Akibat kerusakan kapal tersebut, sambung Zakaria, sebanyak 30 nelayan tidak dapat bekerja. Ia juga tidak mengira datangnya banjir kiriman tersebut. 

“Sebab peristiwa itu terjadi pada pukul 03.00 WIB pagi dini hari, saat hujan lebat melanda kawasan Aceh Besar,” ujarnya.

Zakaria pun berharap kepada Pemerintah Aceh maupun Pemerintah Kabupaten Aceh Besar, agar segera memberikan bantuan kepada meraka dan juga korban lainnya. Supaya para nelayan dapat segera memperbaiki kapal yang rusak tersebut.

“Kalau ada dana kami bisa perbaiki. Kalau menggunakan uang sendiri, nelayan tidak punya uang,” katanya.

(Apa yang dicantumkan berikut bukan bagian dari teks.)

//! Core data models for the route planner.

use crate::spatial::{haversine_distance_km, travel_minutes};
use serde::{Deserialize, Serialize};
use std::fmt;
use std::str::FromStr;

/// A (latitude, longitude) pair in decimal degrees.
#[derive(Debug, Clone, Copy, PartialEq, Serialize, Deserialize)]
pub struct Coordinate {
    pub lat: f64,
    pub lon: f64,
}

impl Coordinate {
    pub const fn new(lat: f64, lon: f64) -> Self {
        Self { lat, lon }
    }

    /// Great-circle distance to `other` in kilometers.
    pub fn distance_km(&self, other: &Coordinate) -> f64 {
        haversine_distance_km(self.lat, self.lon, other.lat, other.lon)
    }

    /// Great-circle distance to `other` in meters.
    pub fn distance_m(&self, other: &Coordinate) -> f64 {
        crate::spatial::haversine_distance(self.lat, self.lon, other.lat, other.lon)
    }
}

/// Fixed rectangle covered by the routing grid.
#[derive(Debug, Clone, Copy, PartialEq, Serialize, Deserialize)]
pub struct GeoBounds {
    pub min_lat: f64,
    pub max_lat: f64,
    pub min_lon: f64,
    pub max_lon: f64,
}

impl GeoBounds {
    /// Greater Chennai, the region the bundled catalogs describe.
    pub const CHENNAI: GeoBounds = GeoBounds {
        min_lat: 12.90,
        max_lat: 13.20,
        min_lon: 80.10,
        max_lon: 80.32,
    };

    pub fn contains(&self, coord: &Coordinate) -> bool {
        coord.lat >= self.min_lat
            && coord.lat <= self.max_lat
            && coord.lon >= self.min_lon
            && coord.lon <= self.max_lon
    }
}

impl Default for GeoBounds {
    fn default() -> Self {
        Self::CHENNAI
    }
}

/// A (row, col) index into the routing grid. Always within grid bounds.
#[derive(Debug, Clone, Copy, PartialEq, Eq, Hash, PartialOrd, Ord, Serialize, Deserialize)]
pub struct GridCell {
    pub row: usize,
    pub col: usize,
}

/// How the traveller moves; selects the speed used for time costs.
#[derive(Debug, Clone, Copy, Default, PartialEq, Eq, Hash, Serialize, Deserialize)]
#[serde(rename_all = "lowercase")]
pub enum TravelMode {
    #[default]
    Car,
    Walk,
    Bike,
}

impl TravelMode {
    pub const ALL: [TravelMode; 3] = [TravelMode::Car, TravelMode::Walk, TravelMode::Bike];

    pub fn as_str(&self) -> &'static str {
        match self {
            TravelMode::Car => "car",
            TravelMode::Walk => "walk",
            TravelMode::Bike => "bike",
        }
    }
}

impl fmt::Display for TravelMode {
    fn fmt(&self, f: &mut fmt::Formatter<'_>) -> fmt::Result {
        f.write_str(self.as_str())
    }
}

impl FromStr for TravelMode {
    type Err = String;

    fn from_str(s: &str) -> Result<Self, Self::Err> {
        match s.trim().to_ascii_lowercase().as_str() {
            "car" | "drive" | "driving" => Ok(TravelMode::Car),
            "walk" | "walking" | "foot" => Ok(TravelMode::Walk),
            "bike" | "bicycle" | "cycling" => Ok(TravelMode::Bike),
            other => Err(format!("unknown travel mode '{other}' (expected car, walk or bike)")),
        }
    }
}

// ========== HAZARD MODELS ==========

/// Why a zone is flagged as unsafe.
#[derive(Debug, Clone, Copy, PartialEq, Eq, Hash, Serialize, Deserialize)]
#[serde(rename_all = "snake_case")]
pub enum HazardCategory {
    HighCrime,
    FloodProne,
    HeavyTraffic,
    /// Crime hotspot rated by a 1-10 severity score.
    CrimeScored,
}

impl HazardCategory {
    pub fn label(&self) -> &'static str {
        match self {
            HazardCategory::HighCrime => "high crime",
            HazardCategory::FloodProne => "flood prone",
            HazardCategory::HeavyTraffic => "heavy traffic",
            HazardCategory::CrimeScored => "crime scored",
        }
    }
}

/// A circular hazard region.
#[derive(Debug, Clone, PartialEq, Serialize, Deserialize)]
pub struct HazardZone {
    pub name: String,
    pub center: Coordinate,
    pub radius_m: f64,
    pub category: HazardCategory,
    /// 1-10, only meaningful for [`HazardCategory::CrimeScored`].
    #[serde(default)]
    pub severity: u8,
}

impl HazardZone {
    pub fn new(
        name: impl Into<String>,
        center: Coordinate,
        radius_m: f64,
        category: HazardCategory,
    ) -> Self {
        Self {
            name: name.into(),
            center,
            radius_m,
            category,
            severity: 0,
        }
    }

    /// A [`HazardCategory::CrimeScored`] zone; severity is clamped to 1-10.
    pub fn scored(name: impl Into<String>, center: Coordinate, radius_m: f64, severity: u8) -> Self {
        Self {
            severity: severity.clamp(1, 10),
            ..Self::new(name, center, radius_m, HazardCategory::CrimeScored)
        }
    }

    /// Distance in meters from `coord` to the zone boundary, 0 when inside.
    pub fn boundary_distance_m(&self, coord: &Coordinate) -> f64 {
        (self.center.distance_m(coord) - self.radius_m).max(0.0)
    }

    pub fn contains(&self, coord: &Coordinate) -> bool {
        self.center.distance_m(coord) <= self.radius_m
    }
}

/// Which hazard categories a single route computation should avoid.
#[derive(Debug, Clone, Copy, Default, PartialEq, Eq, Serialize, Deserialize)]
pub struct HazardQuery {
    #[serde(default)]
    pub avoid_high_crime: bool,
    #[serde(default)]
    pub avoid_flood_prone: bool,
    #[serde(default)]
    pub avoid_heavy_traffic: bool,
}

impl HazardQuery {
    /// Avoid every category.
    pub const ALL: HazardQuery = HazardQuery {
        avoid_high_crime: true,
        avoid_flood_prone: true,
        avoid_heavy_traffic: true,
    };

    /// Avoid nothing beyond the always-blocking severe zones.
    pub const NONE: HazardQuery = HazardQuery {
        avoid_high_crime: false,
        avoid_flood_prone: false,
        avoid_heavy_traffic: false,
    };
}

// ========== ROUTES ==========

#[derive(Debug, Clone, Copy, PartialEq, Eq, Serialize, Deserialize)]
#[serde(rename_all = "lowercase")]
pub enum RouteKind {
    /// Time-minimizing; hazards only inflate cost.
    Fastest,
    /// Never enters an active hazard zone.
    Safe,
}

impl RouteKind {
    pub fn as_str(&self) -> &'static str {
        match self {
            RouteKind::Fastest => "fastest",
            RouteKind::Safe => "safe",
        }
    }
}

/// A computed route from start to end, both inclusive.
#[derive(Debug, Clone, PartialEq, Serialize, Deserialize)]
pub struct Route {
    pub name: String,
    pub kind: RouteKind,
    pub mode: TravelMode,
    pub waypoints: Vec<Coordinate>,
    pub total_distance_km: f64,
    pub total_time_min: f64,
    pub summary: String,
    /// Grid cells expanded by the search that produced this route.
    pub cells_expanded: usize,
    /// How much of the route runs through costed hazard zones.
    #[serde(default)]
    pub exposure: HazardExposure,
    #[serde(default, skip_serializing_if = "Vec::is_empty")]
    pub warnings: Vec<String>,
}

/// Hazard exposure of a route, used to rank alternatives (lower is better).
#[derive(Debug, Clone, Copy, Default, PartialEq, Serialize, Deserialize)]
pub struct HazardExposure {
    /// Legs whose end waypoint lies inside a costed zone.
    pub legs_in_zones: usize,
    /// Total length of those legs.
    pub distance_km: f64,
    /// Sum of leg length times the zone cost multiplier over those legs.
    pub score: f64,
}

impl Route {
    /// Build a route, summing distance and travel time along consecutive waypoints.
    pub fn from_waypoints(
        name: impl Into<String>,
        kind: RouteKind,
        mode: TravelMode,
        speed_kmh: f64,
        waypoints: Vec<Coordinate>,
    ) -> Self {
        let total_distance_km = path_distance_km(&waypoints);
        let total_time_min = waypoints
            .windows(2)
            .map(|pair| travel_minutes(pair[0].distance_km(&pair[1]), speed_kmh))
            .fold(0.0, |total, minutes| total + minutes);
        let summary = match kind {
            RouteKind::Safe => format!(
                "Secure route calculated. Distance: {:.2} km",
                total_distance_km
            ),
            RouteKind::Fastest => format!(
                "Fastest route calculated. Distance: {:.2} km, Time: {:.2} mins",
                total_distance_km, total_time_min
            ),
        };
        Self {
            name: name.into(),
            kind,
            mode,
            waypoints,
            total_distance_km,
            total_time_min,
            summary,
            cells_expanded: 0,
            exposure: HazardExposure::default(),
            warnings: Vec::new(),
        }
    }

    /// One-line description for the map panel.
    pub fn describe(&self) -> String {
        let (from, to) = self
            .name
            .split_once(" to ")
            .unwrap_or((self.name.as_str(), self.name.as_str()));
        format!(
            "Route from {} to {} ({}): {:.2} km, {:.2} mins",
            from, to, self.mode, self.total_distance_km, self.total_time_min
        )
    }

    /// Start, every direction change, and end.
    ///
    /// Grid paths move in one of eight fixed directions, so a waypoint whose
    /// incoming and outgoing steps point the same way carries no information
    /// for a turn-by-turn router.
    pub fn turn_points(&self) -> Vec<Coordinate> {
        if self.waypoints.len() <= 2 {
            return self.waypoints.clone();
        }
        let mut points = vec![self.waypoints[0]];
        for window in self.waypoints.windows(3) {
            let (a, b, c) = (window[0], window[1], window[2]);
            if !continues_straight(&a, &b, &c) {
                points.push(b);
            }
        }
        if let Some(last) = self.waypoints.last() {
            points.push(*last);
        }
        points
    }
}

/// Sum of great-circle distances between consecutive points, in kilometers.
pub fn path_distance_km(points: &[Coordinate]) -> f64 {
    points
        .windows(2)
        .map(|pair| pair[0].distance_km(&pair[1]))
        .fold(0.0, |total, km| total + km)
}

/// Order routes by exposure score, least exposed first; ties keep their order.
pub fn sort_by_exposure(routes: &mut [Route]) {
    routes.sort_by(|a, b| a.exposure.score.total_cmp(&b.exposure.score));
}

fn continues_straight(a: &Coordinate, b: &Coordinate, c: &Coordinate) -> bool {
    const EPS: f64 = 1e-9;
    let (ux, uy) = (b.lon - a.lon, b.lat - a.lat);
    let (vx, vy) = (c.lon - b.lon, c.lat - b.lat);
    let cross = ux * vy - uy * vx;
    let dot = ux * vx + uy * vy;
    let scale = (ux.hypot(uy) * vx.hypot(vy)).max(EPS);
    cross.abs() / scale < 1e-6 && dot > 0.0
}

#[cfg(test)]
mod tests {
    use super::*;

    fn straight_then_turn() -> Route {
        let waypoints = vec![
            Coordinate::new(13.000, 80.200),
            Coordinate::new(13.005, 80.200),
            Coordinate::new(13.010, 80.200),
            Coordinate::new(13.015, 80.205),
            Coordinate::new(13.020, 80.210),
        ];
        Route::from_waypoints("A to B", RouteKind::Fastest, TravelMode::Car, 40.0, waypoints)
    }

    #[test]
    fn route_totals_sum_consecutive_legs() {
        let route = straight_then_turn();
        let expected: f64 = route
            .waypoints
            .windows(2)
            .map(|w| w[0].distance_km(&w[1]))
            .sum();
        assert!((route.total_distance_km - expected).abs() < 1e-12);
        assert!((route.total_time_min - expected / 40.0 * 60.0).abs() < 1e-9);
    }

    #[test]
    fn single_waypoint_route_is_zero_length() {
        let here = Coordinate::new(13.0827, 80.2707);
        let route = Route::from_waypoints("X to X", RouteKind::Safe, TravelMode::Walk, 5.0, vec![here]);
        assert_eq!(route.total_distance_km, 0.0);
        assert!(route.total_distance_km.is_sign_positive());
        assert!(route.total_time_min.is_sign_positive());
        assert_eq!(route.summary, "Secure route calculated. Distance: 0.00 km");

        let fastest =
            Route::from_waypoints("X to X", RouteKind::Fastest, TravelMode::Car, 40.0, vec![here]);
        assert_eq!(
            fastest.summary,
            "Fastest route calculated. Distance: 0.00 km, Time: 0.00 mins"
        );
        assert!(fastest.describe().ends_with("0.00 km, 0.00 mins"));
    }

    #[test]
    fn turn_points_keep_only_direction_changes() {
        let route = straight_then_turn();
        let turns = route.turn_points();
        assert_eq!(
            turns,
            vec![
                Coordinate::new(13.000, 80.200),
                Coordinate::new(13.010, 80.200),
                Coordinate::new(13.020, 80.210),
            ]
        );
    }

    #[test]
    fn describe_uses_endpoint_names_and_mode() {
        let route = straight_then_turn();
        let line = route.describe();
        assert!(line.starts_with("Route from A to B (car): "), "{line}");
        assert!(line.ends_with(" mins"));
    }

    #[test]
    fn travel_mode_parses_aliases() {
        assert_eq!("Walking".parse::<TravelMode>(), Ok(TravelMode::Walk));
        assert_eq!(" bike ".parse::<TravelMode>(), Ok(TravelMode::Bike));
        assert!("boat".parse::<TravelMode>().is_err());
    }

    #[test]
    fn zone_boundary_distance_is_floored_at_zero() {
        let zone = HazardZone::new(
            "test",
            Coordinate::new(13.0, 80.2),
            500.0,
            HazardCategory::FloodProne,
        );
        assert_eq!(zone.boundary_distance_m(&zone.center), 0.0);
        assert!(zone.contains(&zone.center));
        let far = Coordinate::new(13.02, 80.2);
        assert!(zone.boundary_distance_m(&far) > 1500.0);
    }

    #[test]
    fn scored_zone_severity_is_clamped() {
        let zone = HazardZone::scored("hot", Coordinate::new(13.0, 80.2), 100.0, 42);
        assert_eq!(zone.severity, 10);
        assert_eq!(zone.category, HazardCategory::CrimeScored);
    }

    #[test]
    fn routes_rank_least_exposed_first() {
        let mut exposed = straight_then_turn();
        exposed.name = "exposed".into();
        exposed.exposure.score = 3.0;
        let mut clean = straight_then_turn();
        clean.name = "clean".into();
        let mut routes = vec![exposed, clean];
        sort_by_exposure(&mut routes);
        assert_eq!(routes[0].name, "clean");
        assert_eq!(routes[1].name, "exposed");
    }
}
//! Route service: resolves place names, runs a planner and packages the result.

use crate::error::RouteResult;
use crate::grid::GridIndex;
use crate::hazards::HazardCatalog;
use crate::locations::{LocationCatalog, ResolvedLocation};
use crate::models::{Coordinate, HazardQuery, Route, RouteKind, TravelMode};
use crate::route_engine::{find_fastest_path, RouteEngineConfig, SearchOutcome};
use crate::safe_route::find_safe_path;

/// Owns the read-only catalogs and grid; every call is independent, so one
/// service can be shared across threads.
#[derive(Debug, Clone)]
pub struct RouteService {
    grid: GridIndex,
    hazards: HazardCatalog,
    locations: LocationCatalog,
    config: RouteEngineConfig,
    strict_locations: bool,
}

impl RouteService {
    pub fn new(
        grid: GridIndex,
        hazards: HazardCatalog,
        locations: LocationCatalog,
        config: RouteEngineConfig,
    ) -> Self {
        Self {
            grid,
            hazards,
            locations,
            config,
            strict_locations: false,
        }
    }

    /// Chennai grid and catalogs with default engine settings.
    pub fn chennai() -> Self {
        Self::new(
            GridIndex::default(),
            HazardCatalog::chennai(),
            LocationCatalog::chennai(),
            RouteEngineConfig::default(),
        )
    }

    /// Reject unknown place names instead of substituting the default location.
    pub fn with_strict_locations(mut self, strict: bool) -> Self {
        self.strict_locations = strict;
        self
    }

    pub fn grid(&self) -> &GridIndex {
        &self.grid
    }

    pub fn hazards(&self) -> &HazardCatalog {
        &self.hazards
    }

    pub fn locations(&self) -> &LocationCatalog {
        &self.locations
    }

    pub fn config(&self) -> &RouteEngineConfig {
        &self.config
    }

    pub fn find_fastest_route(
        &self,
        start_name: &str,
        end_name: &str,
        mode: TravelMode,
        query: &HazardQuery,
    ) -> RouteResult<Route> {
        let (start, end) = self.resolve_pair(start_name, end_name)?;
        let mut route = self.fastest_between(&start.coordinate, &end.coordinate, mode, query)?;
        self.label(&mut route, &start, &end);
        Ok(route)
    }

    pub fn find_safe_route(
        &self,
        start_name: &str,
        end_name: &str,
        mode: TravelMode,
        query: &HazardQuery,
    ) -> RouteResult<Route> {
        let (start, end) = self.resolve_pair(start_name, end_name)?;
        let mut route = self.safe_between(&start.coordinate, &end.coordinate, mode, query)?;
        self.label(&mut route, &start, &end);
        Ok(route)
    }

    pub fn fastest_between(
        &self,
        start: &Coordinate,
        end: &Coordinate,
        mode: TravelMode,
        query: &HazardQuery,
    ) -> RouteResult<Route> {
        let outcome = find_fastest_path(
            &self.grid,
            &self.hazards,
            start,
            end,
            mode,
            query,
            &self.config,
        )?;
        Ok(self.build_route(RouteKind::Fastest, mode, query, start, end, outcome))
    }

    pub fn safe_between(
        &self,
        start: &Coordinate,
        end: &Coordinate,
        mode: TravelMode,
        query: &HazardQuery,
    ) -> RouteResult<Route> {
        let outcome = find_safe_path(
            &self.grid,
            &self.hazards,
            start,
            end,
            mode,
            query,
            &self.config,
        )?;
        Ok(self.build_route(RouteKind::Safe, mode, query, start, end, outcome))
    }

    fn resolve_pair(
        &self,
        start_name: &str,
        end_name: &str,
    ) -> RouteResult<(ResolvedLocation, ResolvedLocation)> {
        if self.strict_locations {
            return Ok((
                self.locations.resolve(start_name)?,
                self.locations.resolve(end_name)?,
            ));
        }
        Ok((
            self.locations.resolve_or_default(start_name),
            self.locations.resolve_or_default(end_name),
        ))
    }

    fn build_route(
        &self,
        kind: RouteKind,
        mode: TravelMode,
        query: &HazardQuery,
        start: &Coordinate,
        end: &Coordinate,
        outcome: SearchOutcome,
    ) -> Route {
        let name = format!(
            "({:.4}, {:.4}) to ({:.4}, {:.4})",
            start.lat, start.lon, end.lat, end.lon
        );
        let mut route = Route::from_waypoints(
            name,
            kind,
            mode,
            self.config.speed_kmh(mode),
            outcome.waypoints,
        );
        route.cells_expanded = outcome.cells_expanded;
        route.exposure = self
            .hazards
            .exposure(&route.waypoints, query, &self.config.hazard_costs);
        route
    }

    fn label(&self, route: &mut Route, start: &ResolvedLocation, end: &ResolvedLocation) {
        route.name = format!("{} to {}", start.name, end.name);
        for resolved in [start, end] {
            if let Some(requested) = &resolved.fallback_for {
                route.warnings.push(format!(
                    "Unknown location '{}', using {} instead",
                    requested, resolved.name
                ));
            }
        }
    }
}

impl Default for RouteService {
    fn default() -> Self {
        Self::chennai()
    }
}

Zakaria memperkirakan, kerugian material yang dialami akibat hancurnya 13 kapal tersebut mencapai ratusan juta rupiah. Sementara untuk memperbaiki kapal-kapal yang rusak membutuhkan waktu hingga dua pekan.

Hal senada disampaikan Rahmat, warga setempat, yang mengaku kebingungan dengan musibah tersebut. Dia mengaku banjir turut merusak kapalnya dan hal ini sama sekali tidak diduga. 

“Bagaimana ini nasib saya, kapal hancur, tak bisa melaut, anak saya makan apa ini,” tanya Rahmat.[](tyb)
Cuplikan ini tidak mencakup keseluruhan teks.